▸ Action item:
Look for the string "pool" in the listing below, then copy every line that has it.

▸ Exercise inputs:
======

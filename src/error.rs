use std::io;

/// Errors from supervising child processes.
#[derive(Debug)]
pub enum Error {
	/// Child could not be launched (missing or unexecutable program).
	Spawn { label: String, source: io::Error },
	/// Waiting on a child failed unexpectedly.
	Wait { label: String, source: io::Error },
	/// Sending a signal failed for a reason other than "already dead".
	Kill { label: String, source: nix::Error },
	/// A process was handed to the registry before its first spawn.
	NotSpawned { label: String },
	/// The readiness facility failed.
	Poll(io::Error),
	/// Installing the interrupt handler failed.
	Handler(nix::Error),
}

impl std::fmt::Display for Error {
	fn fmt(&self, f: &mut std::fmt::Formatter<'_>) -> std::fmt::Result {
		match self {
			Error::Spawn { label, source } => write!(f, "{}: spawn failed: {}", label, source),
			Error::Wait { label, source } => write!(f, "{}: wait failed: {}", label, source),
			Error::Kill { label, source } => write!(f, "{}: kill failed: {}", label, source),
			Error::NotSpawned { label } => write!(f, "{}: not spawned", label),
			Error::Poll(e) => write!(f, "readiness poll failed: {}", e),
			Error::Handler(e) => write!(f, "failed to install signal handler: {}", e),
		}
	}
}

impl std::error::Error for Error {}
//! REST handlers for project chat: history and presence. The live
//! socket lives in `crate::ws::handler`.

use axum::extract::{Path, Query, State};
use axum::Json;
use serde::Deserialize;
use taskup_core::types::DbId;
use taskup_db::models::chat::ChatMessage;
use taskup_db::repositories::chat_repo::DEFAULT_HISTORY_LIMIT;
use taskup_db::repositories::ChatRepo;

use crate::authz::require_access;
use crate::error::AppResult;
use crate::middleware::auth::AuthUser;
use crate::state::AppState;

/// Query parameters for the history endpoint.
#[derive(Debug, Deserialize)]
pub struct HistoryQuery {
    pub limit: Option<i64>,
}

/// GET /api/v1/projects/{id}/chat/messages
pub async fn history(
    State(state): State<AppState>,
    user: AuthUser,
    Path(project_id): Path<DbId>,
    Query(query): Query<HistoryQuery>,
) -> AppResult<Json<Vec<ChatMessage>>> {
    require_access(&state.pool, project_id, user.user_id).await?;

    let limit = query
        .limit
        .unwrap_or(DEFAULT_HISTORY_LIMIT)
        .clamp(1, 500);
    let messages = ChatRepo::list_recent(&state.pool, project_id, limit).await?;
    Ok(Json(messages))
}

/// GET /api/v1/projects/{id}/chat/presence -- user ids currently in
/// the room.
pub async fn presence(
    State(state): State<AppState>,
    user: AuthUser,
    Path(project_id): Path<DbId>,
) -> AppResult<Json<Vec<DbId>>> {
    require_access(&state.pool, project_id, user.user_id).await?;
    let users = state.chat_rooms.present_users(project_id).await;
    Ok(Json(users))
}
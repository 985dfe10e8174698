use std::sync::Arc;

use taskup_core::verification::VerificationCodes;

use crate::config::ServerConfig;
use crate::mailer::Mailer;
use crate::storage::FileStore;
use crate::ws::ChatRooms;

/// Shared application state available to all Axum handlers via `State<AppState>`.
///
/// This is cheaply cloneable (inner data is behind `Arc` or is already `Clone`).
#[derive(Clone)]
pub struct AppState {
    /// Database connection pool.
    pub pool: taskup_db::DbPool,
    /// Server configuration.
    pub config: Arc<ServerConfig>,
    /// Per-project chat room connection manager.
    pub chat_rooms: Arc<ChatRooms>,
    /// Pending email verification codes (instance-scoped, not global).
    pub verification: Arc<VerificationCodes>,
    /// Outbound mailer; `None` when SMTP is not configured.
    pub mailer: Option<Arc<Mailer>>,
    /// Attachment file storage rooted at the configured upload dir.
    pub files: Arc<FileStore>,
}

======

▸ Answer to this problem:
    require_access(&state.pool, project_id, user.user_id).await?;
    let messages = ChatRepo::list_recent(&state.pool, project_id, limit).await?;
    require_access(&state.pool, project_id, user.user_id).await?;
    /// Database connection pool.
    pub pool: taskup_db::DbPool,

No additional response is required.